**Exercise directions:** From the records below, please repeat exactly the line that has "inner.writer.write_all(&data)?;", the line that has "let len = u32::from_le_bytes(buf[pos..pos", and every line between them, and nothing else.

[Dataset entries — start]

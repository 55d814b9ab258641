use std::sync::Arc;

use parking_lot::Mutex;

use kestrel_common::api::{Deadline, PushSchemaRequest};
use kestrel_common::collection::CollectionMetadata;
use kestrel_common::config::{ClientConfig, PartitionConfig};
use kestrel_common::error::{KestrelError, KestrelResult};
use kestrel_common::schema::Schema;
use kestrel_common::transport::PartitionTransport;
use kestrel_partition::PartitionModule;
use kestrel_storage::MemPlog;

use crate::cpo::{CpoClient, CpoService};
use crate::transport::{LocalTransport, RoutedPeers};
use crate::tso::{TsoClient, TsoService};

/// A complete single-process deployment: CPO, TSO and partition modules
/// wired over the local transport. Used by the bench driver and the
/// integration suites.
pub struct LocalCluster {
    pub cpo_service: Arc<CpoService>,
    pub cpo_client: Arc<CpoClient>,
    pub tso_service: Arc<TsoService>,
    pub tso_client: Arc<TsoClient>,
    pub transport: Arc<LocalTransport>,
    partition_config: PartitionConfig,
    modules: Mutex<Vec<Arc<PartitionModule>>>,
}

impl LocalCluster {
    pub fn new(client_config: ClientConfig, partition_config: PartitionConfig) -> Arc<Self> {
        let cpo_service = Arc::new(CpoService::new());
        let tso_service = Arc::new(TsoService::new(1));
        let tso_client = Arc::new(TsoClient::new(
            tso_service.clone(),
            client_config.tso_batch_size,
        ));
        let cpo_client = Arc::new(CpoClient::new(cpo_service.clone(), client_config));
        Arc::new(Self {
            cpo_service,
            cpo_client,
            tso_service,
            tso_client,
            transport: LocalTransport::new(),
            partition_config,
            modules: Mutex::new(Vec::new()),
        })
    }

    /// Create a collection and spin up one partition module per range end.
    pub fn create_collection(
        &self,
        metadata: CollectionMetadata,
        range_ends: Vec<String>,
    ) -> KestrelResult<()> {
        let endpoints: Vec<String> = (0..range_ends.len().max(1))
            .map(|i| format!("local://{}/p{i}", metadata.name))
            .collect();
        let collection =
            self.cpo_service
                .create_collection(metadata.clone(), endpoints, range_ends)?;

        let peers = RoutedPeers::new(self.cpo_client.clone(), self.transport.clone());
        let mut modules = self.modules.lock();
        for desc in &collection.partition_map.partitions {
            let module = PartitionModule::new(
                metadata.clone(),
                desc.clone(),
                self.partition_config.clone(),
                Arc::new(MemPlog::new()),
                peers.clone(),
                self.tso_client.clone(),
            );
            self.transport.register(&desc.endpoint, module.clone());
            module.start();
            modules.push(module);
        }
        Ok(())
    }

    /// Register a schema at the CPO and push it to every partition of the
    /// collection.
    pub async fn create_schema(
        &self,
        collection: &str,
        schema: Schema,
        deadline: Deadline,
    ) -> KestrelResult<()> {
        self.cpo_service.register_schema(collection, schema.clone())?;
        let coll = self
            .cpo_service
            .get_collection(collection)
            .ok_or_else(|| KestrelError::ServiceUnavailable(format!("unknown collection {collection}")))?;
        for desc in &coll.partition_map.partitions {
            self.transport
                .push_schema(
                    &desc.endpoint,
                    PushSchemaRequest {
                        collection: collection.to_string(),
                        schema: schema.clone(),
                    },
                    deadline,
                )
                .await?;
        }
        Ok(())
    }

    /// Stop every partition module.
    pub async fn shutdown(&self) {
        let modules: Vec<_> = self.modules.lock().drain(..).collect();
        for module in modules {
            module.graceful_stop().await;
        }
    }

    pub fn modules(&self) -> Vec<Arc<PartitionModule>> {
        self.modules.lock().clone()
    }
}
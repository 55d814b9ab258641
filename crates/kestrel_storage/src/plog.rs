use std::fs::{self, File, OpenOptions};
use std::io::{BufWriter, Read, Write};
use std::path::{Path, PathBuf};
use std::sync::atomic::{AtomicU64, Ordering};

use async_trait::async_trait;
use parking_lot::Mutex;
use serde::{Deserialize, Serialize};

use kestrel_common::api::EndAction;
use kestrel_common::error::{KestrelError, KestrelResult};
use kestrel_common::schema::SerializedRow;
use kestrel_common::types::{Key, TxnId, TxnState};

/// Persistence log format version for compatibility checks.
pub const PLOG_FORMAT_VERSION: u32 = 1;

/// Magic bytes written at the start of each log segment.
pub const PLOG_MAGIC: &[u8; 4] = b"KPLG";

/// Segment header: magic (4) + format version (4).
pub const PLOG_SEGMENT_HEADER_SIZE: usize = 8;

const DEFAULT_SEGMENT_SIZE: u64 = 64 * 1024 * 1024;

/// One durable event in a partition's append-only log. The core appends and
/// flushes before acknowledging the corresponding state change.
#[derive(Debug, Clone, PartialEq, Serialize, Deserialize)]
pub enum PlogEntry {
    /// A write intent became durable (before it is made visible).
    WriteIntent {
        key: Key,
        txn_id: TxnId,
        schema_version: u32,
        value: SerializedRow,
        is_tombstone: bool,
    },
    /// A transaction record transitioned (includes creation as InProgress).
    TxnStateChange { txn_id: TxnId, state: TxnState },
    /// A write intent was finalized at its holding partition.
    Finalize {
        key: Key,
        txn_id: TxnId,
        action: EndAction,
    },
    /// The transaction record was deleted after all finalize acks. Durable so
    /// a recovered record cannot resurrect a finalized transaction.
    TxnRecordDelete { txn_id: TxnId },
}

/// Append-only persistence log. One per partition; appends are serialized by
/// the caller's executor, so implementations only need internal consistency.
#[async_trait]
pub trait Plog: Send + Sync {
    /// Append an entry and return its log offset.
    async fn append(&self, entry: PlogEntry) -> KestrelResult<u64>;

    /// Make all appended entries durable.
    async fn flush(&self) -> KestrelResult<()>;
}

/// In-memory log for tests and single-process runs.
#[derive(Debug, Default)]
pub struct MemPlog {
    entries: Mutex<Vec<PlogEntry>>,
}

impl MemPlog {
    pub fn new() -> Self {
        Self::default()
    }

    /// Snapshot of everything appended so far.
    pub fn entries(&self) -> Vec<PlogEntry> {
        self.entries.lock().clone()
    }
}

#[async_trait]
impl Plog for MemPlog {
    async fn append(&self, entry: PlogEntry) -> KestrelResult<u64> {
        let mut entries = self.entries.lock();
        entries.push(entry);
        Ok(entries.len() as u64 - 1)
    }

    async fn flush(&self) -> KestrelResult<()> {
        Ok(())
    }
}

/// File-backed log: rotating segments of `[len:4][crc32:4][bincode]` frames
/// behind a magic/version header.
pub struct FilePlog {
    inner: Mutex<FilePlogInner>,
    offset: AtomicU64,
    sync_on_flush: bool,
    max_segment_size: u64,
}

struct FilePlogInner {
    writer: BufWriter<File>,
    dir: PathBuf,
    current_segment: u64,
    current_segment_size: u64,
}

fn segment_filename(segment_id: u64) -> String {
    format!("kestrel_{segment_id:06}.plog")
}

impl FilePlog {
    pub fn open(dir: &Path, sync_on_flush: bool) -> KestrelResult<Self> {
        Self::open_with_segment_size(dir, sync_on_flush, DEFAULT_SEGMENT_SIZE)
    }

    pub fn open_with_segment_size(
        dir: &Path,
        sync_on_flush: bool,
        max_segment_size: u64,
    ) -> KestrelResult<Self> {
        fs::create_dir_all(dir)?;
        let segment_id = Self::find_latest_segment(dir).unwrap_or(0);
        let path = dir.join(segment_filename(segment_id));
        let file = OpenOptions::new().create(true).append(true).open(&path)?;
        let len = file.metadata()?.len();
        let mut writer = BufWriter::new(file);
        let current_segment_size = if len == 0 {
            writer.write_all(PLOG_MAGIC)?;
            writer.write_all(&PLOG_FORMAT_VERSION.to_le_bytes())?;
            writer.flush()?;
            PLOG_SEGMENT_HEADER_SIZE as u64
        } else {
            len
        };
        Ok(Self {
            inner: Mutex::new(FilePlogInner {
                writer,
                dir: dir.to_path_buf(),
                current_segment: segment_id,
                current_segment_size,
            }),
            offset: AtomicU64::new(0),
            sync_on_flush,
            max_segment_size,
        })
    }

    fn find_latest_segment(dir: &Path) -> Option<u64> {
        let mut max_id = None;
        if let Ok(entries) = fs::read_dir(dir) {
            for entry in entries.flatten() {
                let name = entry.file_name();
                let name = name.to_string_lossy();
                if let Some(id) = name
                    .strip_prefix("kestrel_")
                    .and_then(|n| n.strip_suffix(".plog"))
                    .and_then(|n| n.parse::<u64>().ok())
                {
                    max_id = Some(max_id.map_or(id, |cur: u64| cur.max(id)));
                }
            }
        }
        max_id
    }

    fn rotate_segment(&self, inner: &mut FilePlogInner) -> KestrelResult<()> {
        inner.writer.flush()?;
        if self.sync_on_flush {
            inner.writer.get_ref().sync_data()?;
        }
        inner.current_segment += 1;
        let path = inner.dir.join(segment_filename(inner.current_segment));
        let file = OpenOptions::new().create(true).append(true).open(&path)?;
        inner.writer = BufWriter::new(file);
        inner.writer.write_all(PLOG_MAGIC)?;
        inner.writer.write_all(&PLOG_FORMAT_VERSION.to_le_bytes())?;
        inner.current_segment_size = PLOG_SEGMENT_HEADER_SIZE as u64;
        tracing::debug!(segment = inner.current_segment, "plog rotated");
        Ok(())
    }
}

#[async_trait]
impl Plog for FilePlog {
    async fn append(&self, entry: PlogEntry) -> KestrelResult<u64> {
        let data = bincode::serialize(&entry)
            .map_err(|e| KestrelError::Serialization(e.to_string()))?;
        let checksum = crc32fast::hash(&data);
        let frame_size = 8 + data.len() as u64;

        let mut inner = self.inner.lock();
        if inner.current_segment_size + frame_size > self.max_segment_size {
            self.rotate_segment(&mut inner)?;
        }
        inner.writer.write_all(&(data.len() as u32).to_le_bytes())?;
        inner.writer.write_all(&checksum.to_le_bytes())?;
        inner.writer.write_all(&data)?;
        inner.current_segment_size += frame_size;
        Ok(self.offset.fetch_add(1, Ordering::SeqCst))
    }

    async fn flush(&self) -> KestrelResult<()> {
        let mut inner = self.inner.lock();
        inner.writer.flush()?;
        if self.sync_on_flush {
            inner.writer.get_ref().sync_data()?;
        }
        Ok(())
    }
}

/// Read back every entry across all segments, in append order. Used by tests
/// and offline inspection; stops at the first corrupt frame.
pub fn read_plog_entries(dir: &Path) -> KestrelResult<Vec<PlogEntry>> {
    let mut segment_ids: Vec<u64> = Vec::new();
    for entry in fs::read_dir(dir)?.flatten() {
        let name = entry.file_name();
        let name = name.to_string_lossy();
        if let Some(id) = name
            .strip_prefix("kestrel_")
            .and_then(|n| n.strip_suffix(".plog"))
            .and_then(|n| n.parse::<u64>().ok())
        {
            segment_ids.push(id);
        }
    }
    segment_ids.sort_unstable();

    let mut entries = Vec::new();
    for id in segment_ids {
        let mut buf = Vec::new();
        File::open(dir.join(segment_filename(id)))?.read_to_end(&mut buf)?;
        if buf.len() < PLOG_SEGMENT_HEADER_SIZE || &buf[0..4] != PLOG_MAGIC {
            return Err(KestrelError::Serialization(format!(
                "segment {id} has a bad header"
            )));
        }
        let mut pos = PLOG_SEGMENT_HEADER_SIZE;
        while pos + 8 <= buf.len() {
            let len = u32::from_le_bytes(buf[pos..pos + 4].try_into().unwrap()) as usize;
            let checksum = u32::from_le_bytes(buf[pos + 4..pos + 8].try_into().unwrap());
            pos += 8;
            if pos + len > buf.len() {
                return Ok(entries); // torn tail frame
            }
            let data = &buf[pos..pos + len];
            if crc32fast::hash(data) != checksum {
                return Ok(entries);
            }
            let entry: PlogEntry = bincode::deserialize(data)
                .map_err(|e| KestrelError::Serialization(e.to_string()))?;
            entries.push(entry);
            pos += len;
        }
    }
    Ok(entries)
}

[Dataset entries — finish]

**Written solution:**
        inner.writer.write_all(&data)?;
        inner.current_segment_size += frame_size;
        Ok(self.offset.fetch_add(1, Ordering::SeqCst))
    }

    async fn flush(&self) -> KestrelResult<()> {
        let mut inner = self.inner.lock();
        inner.writer.flush()?;
        if self.sync_on_flush {
            inner.writer.get_ref().sync_data()?;
        }
        Ok(())
    }
}

/// Read back every entry across all segments, in append order. Used by tests
/// and offline inspection; stops at the first corrupt frame.
pub fn read_plog_entries(dir: &Path) -> KestrelResult<Vec<PlogEntry>> {
    let mut segment_ids: Vec<u64> = Vec::new();
    for entry in fs::read_dir(dir)?.flatten() {
        let name = entry.file_name();
        let name = name.to_string_lossy();
        if let Some(id) = name
            .strip_prefix("kestrel_")
            .and_then(|n| n.strip_suffix(".plog"))
            .and_then(|n| n.parse::<u64>().ok())
        {
            segment_ids.push(id);
        }
    }
    segment_ids.sort_unstable();

    let mut entries = Vec::new();
    for id in segment_ids {
        let mut buf = Vec::new();
        File::open(dir.join(segment_filename(id)))?.read_to_end(&mut buf)?;
        if buf.len() < PLOG_SEGMENT_HEADER_SIZE || &buf[0..4] != PLOG_MAGIC {
            return Err(KestrelError::Serialization(format!(
                "segment {id} has a bad header"
            )));
        }
        let mut pos = PLOG_SEGMENT_HEADER_SIZE;
        while pos + 8 <= buf.len() {
            let len = u32::from_le_bytes(buf[pos..pos + 4].try_into().unwrap()) as usize;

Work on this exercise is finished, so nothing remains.